Counting only lines that contain the string "cells", how many are there in the data? Say the number alone.

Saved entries
Content starts
#![no_main]

use std::rc::Rc;

use arbitrary::Arbitrary;
use libfuzzer_sys::fuzz_target;
use panelpin_core::{NodeHandle, OffsetCell, PanelRegion, Registry, Side};

#[derive(Debug, Arbitrary)]
enum Op {
    RegisterPanel { id: u8, right: bool },
    UnregisterPanel { id: u8 },
    PanelStart { id: u8, node: Option<u8> },
    PanelEnd { id: u8, node: Option<u8> },
    RegisterZone { id: u8, left: bool, right: bool },
    UnregisterZone { id: u8 },
    ZoneStart { id: u8, node: Option<u8> },
    ZoneEnd { id: u8, node: Option<u8> },
    MoveNode { node: u8, offset: i32 },
    DetachNode { node: u8 },
    DropNode { node: u8 },
    Evaluate { scroll_top: i32, height: u16 },
}

const NODES: usize = 8;

fuzz_target!(|ops: Vec<Op>| {
    if ops.len() > 512 {
        return;
    }
    let mut cells: Vec<Option<Rc<OffsetCell>>> =
        (0..NODES).map(|i| Some(OffsetCell::handle(i as f64 * 100.0))).collect();
    let handle = |cells: &[Option<Rc<OffsetCell>>], node: Option<u8>| -> Option<NodeHandle> {
        let cell = cells[usize::from(node?) % NODES].as_ref()?;
        let handle: NodeHandle = cell.clone();
        Some(handle)
    };
    let id = |n: u8| format!("e{}", n % 16);

    let mut registry = Registry::new();
    for op in ops {
        match op {
            Op::RegisterPanel { id: n, right } => {
                let side = if right { Side::Right } else { Side::Left };
                registry.register_panel(&id(n), side);
            }
            Op::UnregisterPanel { id: n } => {
                registry.unregister_panel(&id(n));
            }
            Op::PanelStart { id: n, node } => {
                registry.update_start_node(&id(n), handle(&cells, node).as_ref());
            }
            Op::PanelEnd { id: n, node } => {
                registry.update_end_node(&id(n), handle(&cells, node).as_ref());
            }
            Op::RegisterZone { id: n, left, right } => {
                let sides = [(left, Side::Left), (right, Side::Right)]
                    .into_iter()
                    .filter_map(|(on, side)| on.then_some(side))
                    .collect::<panelpin_core::SideSet>();
                registry.register_zone(&id(n), sides);
            }
            Op::UnregisterZone { id: n } => {
                registry.unregister_zone(&id(n));
            }
            Op::ZoneStart { id: n, node } => {
                registry.update_zone_start(&id(n), handle(&cells, node).as_ref());
            }
            Op::ZoneEnd { id: n, node } => {
                registry.update_zone_end(&id(n), handle(&cells, node).as_ref());
            }
            Op::MoveNode { node, offset } => {
                if let Some(cell) = &cells[usize::from(node) % NODES] {
                    cell.set(f64::from(offset));
                }
            }
            Op::DetachNode { node } => {
                if let Some(cell) = &cells[usize::from(node) % NODES] {
                    cell.detach();
                }
            }
            Op::DropNode { node } => {
                cells[usize::from(node) % NODES] = None;
            }
            Op::Evaluate { scroll_top, height } => {
                let top = f64::from(scroll_top);
                let eval = registry.evaluate(top, f64::from(height));

                // Same inputs, same registry: same output.
                assert_eq!(eval, registry.evaluate(top, f64::from(height)));
                assert_eq!(eval.panels().len(), registry.panel_count());

                for state in eval.panels() {
                    if !state.visible {
                        assert_eq!(state.offset, 0.0, "hidden panel must hold offset 0");
                        assert!(state.region.is_none());
                        continue;
                    }
                    match state.region {
                        Some(PanelRegion::Approaching) => assert!(state.offset > 0.0),
                        Some(PanelRegion::Pinned) => assert_eq!(state.offset, 0.0),
                        Some(PanelRegion::Departed) => assert!(state.offset <= 0.0),
                        None => panic!("visible panel without region"),
                    }
                }
                for zone_id in eval.active_zones() {
                    let zone = registry.zone(zone_id).expect("active zone is registered");
                    for side in zone.sides().iter() {
                        assert!(eval.sidebars().is_active(side));
                    }
                }
            }
        }
    }
});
Content ends
_SOLUTION FOR THIS TASK_:
10